Los Angeles is the smelly ass crack of the universe.
I had a job once working for a company that inspected sidewalks for the state in Cali. Paid great. We inspected them for ADA code, to see if they were up to par. 90% of them were not. I was 18, it was hard to turn down $32 an hour plus free transportation and free lodging in a nice place. All that said, California is one jacked up state. Imagine if they created emissions standards 90% of cars couldn't pass, then they required you to spend money getting them inspected, knowing that only 10% would pass, and that even if they didn't pass, you could keep driving it. Ahh, the logic of our wondrous California.
Oh and did I mention-this was in '08! The company I was working for had contracted to inspect the whole state's sidewalks in major cities. They started laying us off July 08 (after I was there only a month and a half) when the fiscal SHTF.
I love Mr. Griswold's attitude! This needs to get out more so people in LA push for this method instead. Celebrity power?

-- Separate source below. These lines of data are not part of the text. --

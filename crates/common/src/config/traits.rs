//! # Configuration Traits
//!
//! Core traits for configuration loading and management.

use serde::de::DeserializeOwned;
use std::path::{Path, PathBuf};

use crate::error::ConfigurationError;

/// Configuration loader trait
///
/// Provides a standardized interface for loading configuration from various sources
/// with layered configuration support (defaults, files, environment variables).
pub trait ConfigLoader<C: DeserializeOwned + Send + Sync> {
    /// Load configuration with optional path override
    ///
    /// Implementations layer compiled defaults, then the file, then
    /// environment variables, and validate the result before returning it.
    fn load(path_override: Option<PathBuf>) -> Result<C, ConfigurationError>;

    /// Load configuration from a specific file, which must exist
    fn load_from_file(path: &Path) -> Result<C, ConfigurationError>;
}
//! Projection of a resolved cluster onto the identify response

use serde::{Deserialize, Serialize};
use std::collections::BTreeSet;

use super::cluster::ResolvedCluster;

/// Body of a successful identify call
#[derive(Debug, Clone, PartialEq, Eq, Serialize, Deserialize)]
pub struct IdentifyResponse {
    pub contact: ContactSummary,
}

/// Consolidated view of one identity cluster
#[derive(Debug, Clone, PartialEq, Eq, Serialize, Deserialize)]
#[serde(rename_all = "camelCase")]
pub struct ContactSummary {
    // Wire name is part of the published contract.
    #[serde(rename = "primaryContatctId")]
    pub primary_contact_id: i64,
    pub emails: Vec<String>,
    pub phone_numbers: Vec<String>,
    pub secondary_contact_ids: Vec<i64>,
}

pub struct ResponseAggregator;

impl ResponseAggregator {
    /// Build the response for `cluster` without touching the store.
    ///
    /// A brand-new cluster reports its own email and phone. Every other
    /// outcome reports only what its non-primary members carry.
    pub fn summarize(cluster: &ResolvedCluster) -> IdentifyResponse {
        let contributing: Vec<_> = if cluster.is_new_cluster() {
            cluster.members.iter().collect()
        } else {
            cluster.non_primary_members().collect()
        };

        let emails: BTreeSet<String> = contributing
            .iter()
            .filter_map(|c| c.email.clone())
            .collect();
        let phone_numbers: BTreeSet<String> = contributing
            .iter()
            .filter_map(|c| c.phone_number.clone())
            .collect();
        let secondary_contact_ids = cluster.non_primary_members().map(|c| c.id).collect();

        IdentifyResponse {
            contact: ContactSummary {
                primary_contact_id: cluster.primary_id,
                emails: emails.into_iter().collect(),
                phone_numbers: phone_numbers.into_iter().collect(),
                secondary_contact_ids,
            },
        }
    }
}

#[cfg(test)]
mod tests {
    use super::*;
    use crate::persistence::entities::contact::contact_at;
    use crate::persistence::LinkPrecedence;
    use crate::resolution::Resolution;
    use chrono::Utc;

    #[test]
    fn test_new_cluster_reports_submitted_values() {
        let t = Utc::now();
        let cluster = ResolvedCluster {
            primary_id: 1,
            members: vec![contact_at(1, "a@x", "1", LinkPrecedence::Primary, None, t)],
            resolution: Resolution::NewCluster,
        };

        let response = ResponseAggregator::summarize(&cluster);
        assert_eq!(response.contact.primary_contact_id, 1);
        assert_eq!(response.contact.emails, vec!["a@x"]);
        assert_eq!(response.contact.phone_numbers, vec!["1"]);
        assert!(response.contact.secondary_contact_ids.is_empty());
    }

    #[test]
    fn test_existing_cluster_omits_primary_values() {
        let t = Utc::now();
        let cluster = ResolvedCluster {
            primary_id: 1,
            members: vec![
                contact_at(1, "a@x", "1", LinkPrecedence::Primary, None, t),
                contact_at(2, "a@x", "2", LinkPrecedence::Secondary, Some(1), t),
                contact_at(3, "b@y", "2", LinkPrecedence::Secondary, Some(1), t),
            ],
            resolution: Resolution::SecondaryInserted { contact_id: 3 },
        };

        let contact = ResponseAggregator::summarize(&cluster).contact;
        let emails: BTreeSet<_> = contact.emails.iter().map(String::as_str).collect();
        assert_eq!(emails, BTreeSet::from(["a@x", "b@y"]));
        assert_eq!(contact.phone_numbers, vec!["2"]);
        let ids: BTreeSet<_> = contact.secondary_contact_ids.into_iter().collect();
        assert_eq!(ids, BTreeSet::from([2, 3]));
    }

    #[test]
    fn test_unchanged_primary_only_cluster_is_empty() {
        let t = Utc::now();
        let cluster = ResolvedCluster {
            primary_id: 4,
            members: vec![contact_at(4, "a@x", "1", LinkPrecedence::Primary, None, t)],
            resolution: Resolution::Unchanged,
        };

        let contact = ResponseAggregator::summarize(&cluster).contact;
        assert_eq!(contact.primary_contact_id, 4);
        assert!(contact.emails.is_empty());
        assert!(contact.phone_numbers.is_empty());
        assert!(contact.secondary_contact_ids.is_empty());
    }

    #[test]
    fn test_wire_format_keeps_published_key() {
        let response = IdentifyResponse {
            contact: ContactSummary {
                primary_contact_id: 11,
                emails: vec!["a@x".to_string()],
                phone_numbers: vec!["1".to_string()],
                secondary_contact_ids: vec![12],
            },
        };

        let json = serde_json::to_value(&response).unwrap();
        assert_eq!(
            json,
            serde_json::json!({
                "contact": {
                    "primaryContatctId": 11,
                    "emails": ["a@x"],
                    "phoneNumbers": ["1"],
                    "secondaryContactIds": [12]
                }
            })
        );
    }
}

If you think Troy`s story is inconceivable,, last pay-cheque my moms boyfriend basically also actually earnt $7824 workin a fourty hour month from there house and their roomate's step-sister`s neighbour was doing this for nine months and broght in more than $7824 parttime from their pc. use the advice on this link... http://www.FLY38.COM
I love the use of the word "earnt" instead of "earned" I'm from a southern background so it made me smile. Still not clicking on the SPAM though LOL!
I wish there was a way to report the spam. Every thread now has spam.